I could always tell he was trying to implant these emotions in me for the last few years. LOL. All he had to do is stand up and say, “BTW, I’m a sociopath and you’ve been living with an evil entity for 25 years.” He could have saved himself all the time and effort of poisoning me, cutting my brake lines, spending my money and destroying my property. Because that realization, has done more to me than 25 years of torture and gaslighting ever did. I was resilient to that. This new found dissolutionment, did the trick.
Skylar
I have those emotions too but purely for him. The weirdes shit ever is that I have moments, just a minute or so, that I would feel a strange kind of pity for him, ut I know its my mind trying to ttrick me into making him human cause it would be more bearable for me. I think back to what he did and I realize how ruthless how absolutely cunningly ruthless he is. And back is the defeat.

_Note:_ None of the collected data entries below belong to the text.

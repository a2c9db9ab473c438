//! Transfer protocol error types.

use thiserror::Error;

/// Errors that can occur during transfer protocol operations.
#[derive(Debug, Error)]
pub enum ProtocolError {
    /// Invalid packfile format.
    #[error("invalid packfile: {0}")]
    InvalidPackfile(String),

    /// Invalid pkt-line format.
    #[error("invalid pkt-line: {0}")]
    InvalidPktLine(String),

    /// The peer sent a request that cannot be served.
    #[error("bad request: {0}")]
    BadRequest(String),

    /// The peer violated the protocol flow.
    #[error("protocol error: {0}")]
    Protocol(String),

    /// Storage error.
    #[error("storage error: {0}")]
    Storage(#[from] tably_storage::StorageError),

    /// I/O error.
    #[error("I/O error: {0}")]
    Io(#[from] std::io::Error),
}

impl ProtocolError {
    /// Returns true if the error was caused by the peer's input.
    pub fn is_client_error(&self) -> bool {
        match self {
            Self::InvalidPackfile(_) | Self::InvalidPktLine(_) | Self::BadRequest(_) => true,
            Self::Storage(tably_storage::StorageError::InvalidObject(_))
            | Self::Storage(tably_storage::StorageError::InvalidSum(_)) => true,
            _ => false,
        }
    }
}
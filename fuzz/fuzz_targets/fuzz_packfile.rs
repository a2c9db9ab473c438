//! Fuzz target for packfile decoding.
//!
//! Covers header validation, object framing and the size cap.

#![no_main]

use libfuzzer_sys::fuzz_target;
use std::io::Cursor;
use tably_protocol::PackfileReader;

fuzz_target!(|data: &[u8]| {
    let reader = match PackfileReader::new(Cursor::new(data)) {
        Ok(reader) => reader,
        Err(_) => return,
    };
    let mut reader = reader.with_max_object_size(1 << 20);

    for _ in 0..1000 {
        match reader.read_object() {
            Ok(Some(_)) => continue,
            Ok(None) | Err(_) => break,
        }
    }
});
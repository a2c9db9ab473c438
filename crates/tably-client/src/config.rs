//! Client configuration.

use std::time::Duration;
use tably_protocol::session::DEFAULT_MAX_PACKFILE_SIZE;
use tably_storage::Actor;

/// Settings for a [`RemoteClient`](crate::RemoteClient).
#[derive(Debug, Clone)]
pub struct ClientConfig {
    /// Upper bound on one pushed packfile chunk, in bytes.
    pub max_packfile_size: usize,
    /// Timeout for each HTTP request.
    pub timeout: Duration,
    /// Identity recorded in local reflog entries written by fetch.
    pub actor: Actor,
    pub user_agent: String,
}

impl Default for ClientConfig {
    fn default() -> Self {
        Self {
            max_packfile_size: DEFAULT_MAX_PACKFILE_SIZE,
            timeout: Duration::from_secs(30),
            actor: Actor::new("tably", "tably@localhost"),
            user_agent: format!("tably-client/{}", env!("CARGO_PKG_VERSION")),
        }
    }
}
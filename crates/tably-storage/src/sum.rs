//! Content sums using truncated BLAKE3.

use crate::{Result, StorageError};
use serde::{Deserialize, Deserializer, Serialize, Serializer};
use std::fmt;

/// A 16-byte content sum, the sole identifier of every stored object.
#[derive(Clone, Copy, PartialEq, Eq, PartialOrd, Ord, Hash)]
pub struct Sum([u8; 16]);

impl Sum {
    /// The length of a sum in bytes.
    pub const LEN: usize = 16;

    /// Length of the hex representation.
    pub const HEX_LEN: usize = 32;

    /// Computes the sum of the given canonical encoding.
    #[must_use]
    pub fn compute(data: &[u8]) -> Self {
        let hash = blake3::hash(data);
        let mut bytes = [0u8; 16];
        bytes.copy_from_slice(&hash.as_bytes()[..Self::LEN]);
        Self(bytes)
    }

    /// Creates a sum from raw bytes.
    #[must_use]
    pub const fn from_bytes(bytes: [u8; 16]) -> Self {
        Self(bytes)
    }

    /// Creates a sum from a byte slice of exactly [`Sum::LEN`] bytes.
    pub fn from_slice(slice: &[u8]) -> Result<Self> {
        let bytes: [u8; 16] = slice.try_into().map_err(|_| {
            StorageError::InvalidSum(format!("expected {} bytes, got {}", Self::LEN, slice.len()))
        })?;
        Ok(Self(bytes))
    }

    /// Returns the raw bytes of this sum.
    #[must_use]
    pub const fn as_bytes(&self) -> &[u8; 16] {
        &self.0
    }

    /// Returns the sum as a lowercase hex string.
    #[must_use]
    pub fn to_hex(&self) -> String {
        hex::encode(self.0)
    }

    /// Parses a sum from its hex representation.
    pub fn from_hex(s: &str) -> Result<Self> {
        if s.len() != Self::HEX_LEN {
            return Err(StorageError::InvalidSum(format!(
                "invalid sum length: {}",
                s.len()
            )));
        }
        let mut bytes = [0u8; 16];
        hex::decode_to_slice(s, &mut bytes)
            .map_err(|e| StorageError::InvalidSum(e.to_string()))?;
        Ok(Self(bytes))
    }

    /// Parses the wire form of an optional sum, where all zeros means nil.
    pub fn from_hex_optional(s: &str) -> Result<Option<Self>> {
        let sum = Self::from_hex(s)?;
        Ok((sum.0 != [0u8; 16]).then_some(sum))
    }

    /// Formats an optional sum for the wire, writing nil as all zeros.
    #[must_use]
    pub fn to_hex_optional(sum: Option<&Sum>) -> String {
        match sum {
            Some(sum) => sum.to_hex(),
            None => "0".repeat(Self::HEX_LEN),
        }
    }
}

impl Serialize for Sum {
    fn serialize<S>(&self, serializer: S) -> std::result::Result<S::Ok, S::Error>
    where
        S: Serializer,
    {
        serializer.serialize_str(&self.to_hex())
    }
}

impl<'de> Deserialize<'de> for Sum {
    fn deserialize<D>(deserializer: D) -> std::result::Result<Self, D::Error>
    where
        D: Deserializer<'de>,
    {
        let s = String::deserialize(deserializer)?;
        Sum::from_hex(&s).map_err(serde::de::Error::custom)
    }
}

impl fmt::Debug for Sum {
    fn fmt(&self, f: &mut fmt::Formatter<'_>) -> fmt::Result {
        write!(f, "Sum({})", &self.to_hex()[..12])
    }
}

impl fmt::Display for Sum {
    fn fmt(&self, f: &mut fmt::Formatter<'_>) -> fmt::Result {
        write!(f, "{}", self.to_hex())
    }
}

#[cfg(test)]
mod tests {
    use super::*;

    #[test]
    fn sum_deterministic() {
        let data = b"Hello, world!";
        assert_eq!(Sum::compute(data), Sum::compute(data));
    }

    #[test]
    fn sum_different_data() {
        assert_ne!(Sum::compute(b"Hello"), Sum::compute(b"World"));
    }

    #[test]
    fn sum_hex_roundtrip() {
        let sum = Sum::compute(b"test");
        let hex = sum.to_hex();
        assert_eq!(hex.len(), Sum::HEX_LEN);
        assert_eq!(Sum::from_hex(&hex).unwrap(), sum);
    }

    #[test]
    fn sum_invalid_hex() {
        assert!(Sum::from_hex("abc").is_err());
        assert!(Sum::from_hex(&"z".repeat(32)).is_err());
        assert!(Sum::from_hex(&"a".repeat(34)).is_err());
    }

    #[test]
    fn sum_optional_wire_form() {
        let zeros = "0".repeat(32);
        assert_eq!(Sum::from_hex_optional(&zeros).unwrap(), None);
        assert_eq!(Sum::to_hex_optional(None), zeros);

        let sum = Sum::compute(b"x");
        assert_eq!(Sum::from_hex_optional(&sum.to_hex()).unwrap(), Some(sum));
        assert_eq!(Sum::to_hex_optional(Some(&sum)), sum.to_hex());
    }

    #[test]
    fn sum_from_slice() {
        let sum = Sum::compute(b"slice");
        assert_eq!(Sum::from_slice(sum.as_bytes()).unwrap(), sum);
        assert!(Sum::from_slice(&[1, 2, 3]).is_err());
    }

    #[test]
    fn sum_serialization() {
        let sum = Sum::from_bytes([0xab; 16]);
        let json = serde_json::to_string(&sum).unwrap();
        assert_eq!(json, format!("\"{}\"", "ab".repeat(16)));
        let parsed: Sum = serde_json::from_str(&json).unwrap();
        assert_eq!(parsed, sum);
    }

    #[test]
    fn sum_debug_is_abbreviated() {
        let debug = format!("{:?}", Sum::from_bytes([0u8; 16]));
        assert_eq!(debug, "Sum(000000000000)");
    }
}
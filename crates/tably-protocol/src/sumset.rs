//! A set of content sums.

use std::collections::HashSet;
use tably_storage::Sum;

/// Set of sums keyed by their raw bytes.
#[derive(Debug, Clone, Default, PartialEq, Eq)]
pub struct SumSet(HashSet<Sum>);

impl SumSet {
    /// Creates an empty set.
    pub fn new() -> Self {
        Self::default()
    }

    /// Adds a sum, returning true if it was not present.
    pub fn insert(&mut self, sum: Sum) -> bool {
        self.0.insert(sum)
    }

    /// Removes a sum, returning true if it was present.
    pub fn remove(&mut self, sum: &Sum) -> bool {
        self.0.remove(sum)
    }

    /// Returns true if the set contains `sum`.
    pub fn contains(&self, sum: &Sum) -> bool {
        self.0.contains(sum)
    }

    /// Adds every sum in `other`.
    pub fn extend_from(&mut self, other: &SumSet) {
        self.0.extend(other.0.iter().copied());
    }

    /// Number of sums in the set.
    pub fn len(&self) -> usize {
        self.0.len()
    }

    /// Returns true if the set is empty.
    pub fn is_empty(&self) -> bool {
        self.0.is_empty()
    }

    /// Iterates over the sums in arbitrary order.
    pub fn iter(&self) -> impl Iterator<Item = &Sum> {
        self.0.iter()
    }

    /// Returns the sums in ascending byte order.
    pub fn to_sorted_vec(&self) -> Vec<Sum> {
        let mut sums: Vec<Sum> = self.0.iter().copied().collect();
        sums.sort();
        sums
    }
}

impl FromIterator<Sum> for SumSet {
    fn from_iter<I: IntoIterator<Item = Sum>>(iter: I) -> Self {
        Self(iter.into_iter().collect())
    }
}

impl Extend<Sum> for SumSet {
    fn extend<I: IntoIterator<Item = Sum>>(&mut self, iter: I) {
        self.0.extend(iter)
    }
}

impl IntoIterator for SumSet {
    type Item = Sum;
    type IntoIter = std::collections::hash_set::IntoIter<Sum>;

    fn into_iter(self) -> Self::IntoIter {
        self.0.into_iter()
    }
}

#[cfg(test)]
mod tests {
    use super::*;

    #[test]
    fn test_insert_remove() {
        let mut set = SumSet::new();
        let a = Sum::compute(b"a");
        assert!(set.insert(a));
        assert!(!set.insert(a));
        assert!(set.contains(&a));
        assert!(set.remove(&a));
        assert!(set.is_empty());
    }

    #[test]
    fn test_sorted_vec() {
        let set: SumSet = [3u8, 1, 2]
            .iter()
            .map(|&n| Sum::from_bytes([n; 16]))
            .collect();
        assert_eq!(
            set.to_sorted_vec(),
            vec![
                Sum::from_bytes([1; 16]),
                Sum::from_bytes([2; 16]),
                Sum::from_bytes([3; 16]),
            ]
        );
    }
}
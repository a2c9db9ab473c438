//! Refspecs mapping source refs to destination refs.

use crate::{ProtocolError, Result};
use std::fmt;
use std::str::FromStr;

/// A `[+]<src>:<dst>` mapping with at most one `*` on each side.
#[derive(Debug, Clone, PartialEq, Eq)]
pub struct Refspec {
    src: String,
    dst: String,
    force: bool,
}

impl Refspec {
    /// Parses a refspec.
    pub fn parse(s: &str) -> Result<Self> {
        let (force, body) = match s.strip_prefix('+') {
            Some(rest) => (true, rest),
            None => (false, s),
        };
        let (src, dst) = body
            .split_once(':')
            .ok_or_else(|| ProtocolError::BadRequest(format!("invalid refspec: {}", s)))?;
        if src.is_empty() || dst.is_empty() {
            return Err(ProtocolError::BadRequest(format!("invalid refspec: {}", s)));
        }

        let src_stars = src.matches('*').count();
        let dst_stars = dst.matches('*').count();
        if src_stars > 1 || dst_stars > 1 || src_stars != dst_stars {
            return Err(ProtocolError::BadRequest(format!(
                "invalid refspec pattern: {}",
                s
            )));
        }

        Ok(Self {
            src: src.to_string(),
            dst: dst.to_string(),
            force,
        })
    }

    /// The default fetch refspec for a remote: `+heads/*:remotes/<remote>/*`.
    pub fn default_fetch(remote: &str) -> Self {
        Self {
            src: "heads/*".to_string(),
            dst: format!("remotes/{}/*", remote),
            force: true,
        }
    }

    /// Source side.
    pub fn src(&self) -> &str {
        &self.src
    }

    /// Destination side.
    pub fn dst(&self) -> &str {
        &self.dst
    }

    /// Whether non-fast-forward updates are allowed.
    pub fn is_force(&self) -> bool {
        self.force
    }

    /// Returns true if the source side contains a wildcard.
    pub fn is_glob(&self) -> bool {
        self.src.contains('*')
    }

    /// Returns true if `name` matches the source side.
    pub fn matches(&self, name: &str) -> bool {
        self.capture(name).is_some()
    }

    fn capture<'a>(&self, name: &'a str) -> Option<&'a str> {
        match self.src.split_once('*') {
            Some((prefix, suffix)) => {
                if name.len() < prefix.len() + suffix.len() {
                    return None;
                }
                name.strip_prefix(prefix)?.strip_suffix(suffix)
            }
            None => (name == self.src).then_some(""),
        }
    }

    /// Maps a matching source name to its destination.
    pub fn transform(&self, name: &str) -> Option<String> {
        let captured = self.capture(name)?;
        Some(match self.dst.split_once('*') {
            Some((prefix, suffix)) => format!("{}{}{}", prefix, captured, suffix),
            None => self.dst.clone(),
        })
    }
}

impl FromStr for Refspec {
    type Err = ProtocolError;

    fn from_str(s: &str) -> Result<Self> {
        Self::parse(s)
    }
}

impl fmt::Display for Refspec {
    fn fmt(&self, f: &mut fmt::Formatter<'_>) -> fmt::Result {
        if self.force {
            f.write_str("+")?;
        }
        write!(f, "{}:{}", self.src, self.dst)
    }
}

I dont understand what its like to be with someone like that for 25 yrs. I mean there were times I got in his face for his inconsistenties and not following trhough on promises and that made him more reckless to me and he got less foud out of me and got other women and so forth, so I dont udnerstand how it works that a S could do the game for 25 yrs…Arent they bored easily? Most cant keep steady relationships? Oh who am I kidding, the high functioning ones can, right…As a cover?
but Skylar I dont understand your last paragraph. What do you mean and what was the trick?